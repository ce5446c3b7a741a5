//! Identity provider port: accounts, sessions and auth-state notifications.

use std::sync::atomic::{AtomicUsize, Ordering};
use std::sync::Arc;

use async_trait::async_trait;
use serde::{Deserialize, Serialize};
use tokio::sync::broadcast;
use uuid::Uuid;

use crate::models::{Profile, ProfilePatch, Role};
use crate::utils::error::AppError;

pub mod extract;
pub mod session;

pub use extract::{BearerToken, CurrentUser, MaybeUser};
pub use session::SessionAuth;

#[derive(Debug, Clone, PartialEq, Eq, Serialize)]
#[serde(tag = "type", rename_all = "snake_case")]
pub enum AuthEvent {
    SignedIn { profile_id: Uuid },
    SignedOut { profile_id: Uuid },
}

#[derive(Debug, Clone, Deserialize)]
pub struct SignUp {
    pub email: String,
    pub password: String,
    pub full_name: Option<String>,
    #[serde(default = "default_role")]
    pub role: Role,
}

fn default_role() -> Role {
    Role::Attendee
}

#[derive(Debug, Clone, Deserialize)]
pub struct SignIn {
    pub email: String,
    pub password: String,
}

#[derive(Debug, Clone, Serialize)]
pub struct Session {
    pub token: String,
    pub profile: Profile,
}

#[async_trait]
pub trait IdentityProvider: Send + Sync {
    async fn sign_up(&self, input: SignUp) -> Result<Session, AppError>;
    async fn sign_in(&self, input: SignIn) -> Result<Session, AppError>;
    async fn sign_out(&self, token: &str) -> Result<(), AppError>;
    /// Profile behind a live session token, if any.
    async fn current_user(&self, token: &str) -> Result<Option<Profile>, AppError>;
    async fn get_profile(&self, id: Uuid) -> Result<Profile, AppError>;
    async fn update_profile(&self, id: Uuid, patch: ProfilePatch) -> Result<Profile, AppError>;
    /// Listen for sign-in and sign-out. The listener is released when the
    /// returned handle is dropped.
    fn subscribe(&self) -> AuthSubscription;
}

/// Fan-out of auth events with a live listener count.
#[derive(Clone)]
pub struct AuthEvents {
    sender: broadcast::Sender<AuthEvent>,
    listeners: Arc<AtomicUsize>,
}

impl AuthEvents {
    pub fn new(capacity: usize) -> Self {
        let (sender, _) = broadcast::channel(capacity);
        Self {
            sender,
            listeners: Arc::new(AtomicUsize::new(0)),
        }
    }

    pub fn publish(&self, event: AuthEvent) {
        // No listeners is not an error.
        let _ = self.sender.send(event);
    }

    pub fn subscribe(&self) -> AuthSubscription {
        self.listeners.fetch_add(1, Ordering::SeqCst);
        AuthSubscription {
            receiver: self.sender.subscribe(),
            listeners: self.listeners.clone(),
        }
    }

    pub fn listener_count(&self) -> usize {
        self.listeners.load(Ordering::SeqCst)
    }
}

/// Scoped auth-change listener.
pub struct AuthSubscription {
    receiver: broadcast::Receiver<AuthEvent>,
    listeners: Arc<AtomicUsize>,
}

impl AuthSubscription {
    /// Next event, or `None` once the provider is gone.
    pub async fn recv(&mut self) -> Option<AuthEvent> {
        loop {
            match self.receiver.recv().await {
                Ok(event) => return Some(event),
                Err(broadcast::error::RecvError::Lagged(skipped)) => {
                    tracing::warn!(skipped, "Auth listener lagged, events dropped");
                }
                Err(broadcast::error::RecvError::Closed) => return None,
            }
        }
    }
}

impl Drop for AuthSubscription {
    fn drop(&mut self) {
        let remaining = self.listeners.fetch_sub(1, Ordering::SeqCst) - 1;
        tracing::debug!(remaining, "Auth listener released");
    }
}

#[cfg(test)]
mod tests {
    use super::*;

    #[tokio::test]
    async fn test_subscription_receives_and_releases() {
        let events = AuthEvents::new(8);
        let profile_id = Uuid::new_v4();

        {
            let mut sub = events.subscribe();
            assert_eq!(events.listener_count(), 1);
            events.publish(AuthEvent::SignedIn { profile_id });
            assert_eq!(sub.recv().await, Some(AuthEvent::SignedIn { profile_id }));
        }
        assert_eq!(events.listener_count(), 0);
    }

    #[test]
    fn test_listener_released_on_error_path() {
        let events = AuthEvents::new(8);

        let result: Result<(), &str> = (|| {
            let _sub = events.subscribe();
            Err::<(), &str>("view failed to load")?;
            Ok(())
        })();

        assert!(result.is_err());
        assert_eq!(events.listener_count(), 0);
    }

    #[test]
    fn test_auth_event_json_shape() {
        let id = Uuid::nil();
        let json = serde_json::to_value(AuthEvent::SignedOut { profile_id: id }).unwrap();
        assert_eq!(json["type"], "signed_out");
        assert_eq!(json["profile_id"], id.to_string());
    }
}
· · · · ·
- **Brief**:
Keep to the lines above, from the first one through the line where "async fn sign_in(&self, input: SignIn)" appears, and copy them exactly.

- **The completed task**:
repository ce5446c3b7a741a5
//! Identity provider port: accounts, sessions and auth-state notifications.

use std::sync::atomic::{AtomicUsize, Ordering};
use std::sync::Arc;

use async_trait::async_trait;
use serde::{Deserialize, Serialize};
use tokio::sync::broadcast;
use uuid::Uuid;

use crate::models::{Profile, ProfilePatch, Role};
use crate::utils::error::AppError;

pub mod extract;
pub mod session;

pub use extract::{BearerToken, CurrentUser, MaybeUser};
pub use session::SessionAuth;

#[derive(Debug, Clone, PartialEq, Eq, Serialize)]
#[serde(tag = "type", rename_all = "snake_case")]
pub enum AuthEvent {
    SignedIn { profile_id: Uuid },
    SignedOut { profile_id: Uuid },
}

#[derive(Debug, Clone, Deserialize)]
pub struct SignUp {
    pub email: String,
    pub password: String,
    pub full_name: Option<String>,
    #[serde(default = "default_role")]
    pub role: Role,
}

fn default_role() -> Role {
    Role::Attendee
}

#[derive(Debug, Clone, Deserialize)]
pub struct SignIn {
    pub email: String,
    pub password: String,
}

#[derive(Debug, Clone, Serialize)]
pub struct Session {
    pub token: String,
    pub profile: Profile,
}

#[async_trait]
pub trait IdentityProvider: Send + Sync {
    async fn sign_up(&self, input: SignUp) -> Result<Session, AppError>;
    async fn sign_in(&self, input: SignIn) -> Result<Session, AppError>;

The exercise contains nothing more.